I’m wondering if Richardson had a pre-existing condition.  She could have had a brain aneurysm.  That could have triggered the fall, or more likely, the fall made the aneurysm worse.  My father had a brain aneurysm once and he had many of the same symptoms that Richardson had reported.  He was lucky, surgeons were able to clamp the aneurysm before it caused any permanent damage to his brain.  With Natasha Richardson, a blood vessel that was already leaking started opening up after the fall and by the time they got her to the hospital it was already too late.  My heart goes out to her sons and her husband, this is a a tragic loss.

1 comment:

  1. I share your view (re: aneurysm), although the autopsy seems to be going with the "blunt trauma" theory.

    Somehow it doesn't compute for me, and I find the press parallels with Bono and Kennedy grotesque - there is no comparison between an innocuous tumble on a beginner's slope (barely even a slope) and whacking into a tree at warp velocity when you are high as a kite on meds, as Bono allegedly was.

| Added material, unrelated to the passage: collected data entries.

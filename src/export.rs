//! Export orchestration.
//!
//! [`ExportOrchestrator`] runs one export at a time through
//! `Validating → Rasterizing → Encoding → Delivering`, catches every failure
//! and turns the outcome into a single [`Notification`]. A failed export
//! leaves the orchestrator ready for the next attempt; nothing is retried.

use std::fs;
use std::path::{Path, PathBuf};

use crate::clipboard::{self, ClipboardHost};
use crate::config::ExportSettings;
use crate::error::{Error, ErrorKind, Result};
use crate::format::{self, ArtifactSource, ExportArtifact, ExportTarget};
use crate::raster;
use crate::surface::QrSurface;

/// Where finished file artifacts go.
pub trait FileSink {
    fn deliver(&mut self, artifact: &ExportArtifact) -> Result<()>;
}

/// Saves artifacts under a directory, creating it when missing.
#[derive(Debug, Clone)]
pub struct DirectorySink {
    directory: PathBuf,
}

impl DirectorySink {
    pub fn new(directory: impl Into<PathBuf>) -> Self {
        Self { directory: directory.into() }
    }

    pub fn directory(&self) -> &Path {
        &self.directory
    }
}

impl FileSink for DirectorySink {
    fn deliver(&mut self, artifact: &ExportArtifact) -> Result<()> {
        if !self.directory.exists() {
            fs::create_dir_all(&self.directory)?;
        }
        let path = self.directory.join(&artifact.suggested_filename);
        fs::write(&path, &artifact.bytes)?;
        log::info!("saved {} ({} bytes)", path.display(), artifact.bytes.len());
        Ok(())
    }
}

/// Steps of a single export invocation.
#[derive(Debug, Clone, Copy, PartialEq, Eq)]
pub enum ExportState {
    Idle,
    Validating,
    Rasterizing,
    Encoding,
    Delivering,
    Done,
    Failed(ErrorKind),
}

#[derive(Debug, Clone, Copy, PartialEq, Eq)]
pub enum NoticeLevel {
    Success,
    Error,
}

/// The user-facing outcome of an export.
#[derive(Debug, Clone, PartialEq, Eq)]
pub struct Notification {
    pub level: NoticeLevel,
    pub message: String,
}

impl Notification {
    fn success(message: &str) -> Self {
        Self { level: NoticeLevel::Success, message: message.to_string() }
    }

    fn error(message: String) -> Self {
        Self { level: NoticeLevel::Error, message }
    }

    pub fn is_success(&self) -> bool {
        self.level == NoticeLevel::Success
    }
}

enum Delivery {
    File(ExportTarget),
    Clipboard,
}

/// Drives exports of rendered surfaces to files and the clipboard.
#[derive(Debug)]
pub struct ExportOrchestrator<F, C> {
    settings: ExportSettings,
    files: F,
    clipboard: C,
    trace: Vec<ExportState>,
}

impl<F: FileSink, C: ClipboardHost> ExportOrchestrator<F, C> {
    pub fn new(settings: ExportSettings, files: F, clipboard: C) -> Self {
        Self { settings, files, clipboard, trace: vec![ExportState::Idle] }
    }

    pub fn settings(&self) -> &ExportSettings {
        &self.settings
    }

    pub fn files(&self) -> &F {
        &self.files
    }

    pub fn clipboard(&self) -> &C {
        &self.clipboard
    }

    /// States visited by the most recent invocation, starting with `Idle`.
    pub fn trace(&self) -> &[ExportState] {
        &self.trace
    }

    /// The state the most recent invocation ended in.
    pub fn state(&self) -> ExportState {
        self.trace.last().copied().unwrap_or(ExportState::Idle)
    }

    /// Exports `surface` as `target` and hands the artifact to the file sink.
    ///
    /// Raster targets are drawn at the display size times the configured
    /// upscale factor. Failures never escape: they end the run in
    /// [`ExportState::Failed`] and come back as an error notification.
    ///
    /// # Arguments
    ///
    /// * `surface` - The current symbol, or `None` while nothing is rendered.
    /// * `target` - The file format to produce.
    ///
    /// # Example
    ///
    /// ```rust,no_run
    /// use qrexport::{
    ///     DirectorySink, EncodingRequest, ExportOrchestrator, ExportSettings, ExportTarget, QrSurface,
    ///     SystemClipboard,
    /// };
    ///
    /// # async fn run() -> qrexport::Result<()> {
    /// let surface = QrSurface::for_request(&EncodingRequest::new("https://example.com")?)?;
    /// let mut exporter =
    ///     ExportOrchestrator::new(ExportSettings::default(), DirectorySink::new("generated"), SystemClipboard);
    /// let notice = exporter.export(surface.as_ref(), ExportTarget::Vector).await;
    /// assert!(notice.is_success());
    /// # Ok(())
    /// # }
    /// ```
    pub async fn export(&mut self, surface: Option<&QrSurface>, target: ExportTarget) -> Notification {
        match self.run(surface, Delivery::File(target)).await {
            Ok(()) => Notification::success("QR Code downloaded successfully!"),
            Err(err) => self.fail(err, "Failed to export QR Code"),
        }
    }

    /// Copies `surface`, rasterized at its display size, to the clipboard.
    pub async fn copy_to_clipboard(&mut self, surface: Option<&QrSurface>) -> Notification {
        match self.run(surface, Delivery::Clipboard).await {
            Ok(()) => Notification::success("QR Code copied to clipboard!"),
            Err(err) => self.fail(err, "Failed to copy QR Code"),
        }
    }

    async fn run(&mut self, surface: Option<&QrSurface>, delivery: Delivery) -> Result<()> {
        self.trace.clear();
        self.trace.push(ExportState::Idle);

        self.enter(ExportState::Validating);
        let surface = surface.ok_or(Error::NoContent)?;

        match delivery {
            Delivery::Clipboard => {
                self.enter(ExportState::Rasterizing);
                let buffer = raster::preview(surface).await?;
                self.enter(ExportState::Encoding);
                let artifact = clipboard::encode_image(&buffer)?;
                self.enter(ExportState::Delivering);
                clipboard::deliver(&mut self.clipboard, &artifact)?;
            }
            Delivery::File(ExportTarget::Vector) => {
                self.enter(ExportState::Encoding);
                let markup = surface.to_svg_string();
                let artifact = format::encode(ArtifactSource::Markup(&markup), ExportTarget::Vector, &self.settings)?;
                self.enter(ExportState::Delivering);
                self.files.deliver(&artifact)?;
            }
            Delivery::File(target) => {
                self.enter(ExportState::Rasterizing);
                let size = raster::export_size(surface, &self.settings)?;
                let buffer = raster::rasterize(surface, size, surface.background()).await?;
                self.enter(ExportState::Encoding);
                let artifact = format::encode(ArtifactSource::Pixels(&buffer), target, &self.settings)?;
                self.enter(ExportState::Delivering);
                self.files.deliver(&artifact)?;
            }
        }

        self.enter(ExportState::Done);
        Ok(())
    }

    fn enter(&mut self, state: ExportState) {
        log::debug!("export state: {:?}", state);
        self.trace.push(state);
    }

    fn fail(&mut self, err: Error, prefix: &str) -> Notification {
        log::warn!("{}: {}", prefix, err);
        self.trace.push(ExportState::Failed(err.kind()));
        Notification::error(format!("{}: {}", prefix, err))
    }
}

    Everything suggests an existing medical condition of some description, either causing the fall in the first place or alternatively being triggered and/or seriously exacerbated by it. Everything, that is, except a possible desire by the media and others to turn this into an exercise in "let's make helmets compulsory".

    To be fair, the IHT is also asking pertinent questions in the same direction, but it is probable we'll never know, and even if we did, it wouldn't bring the lady back.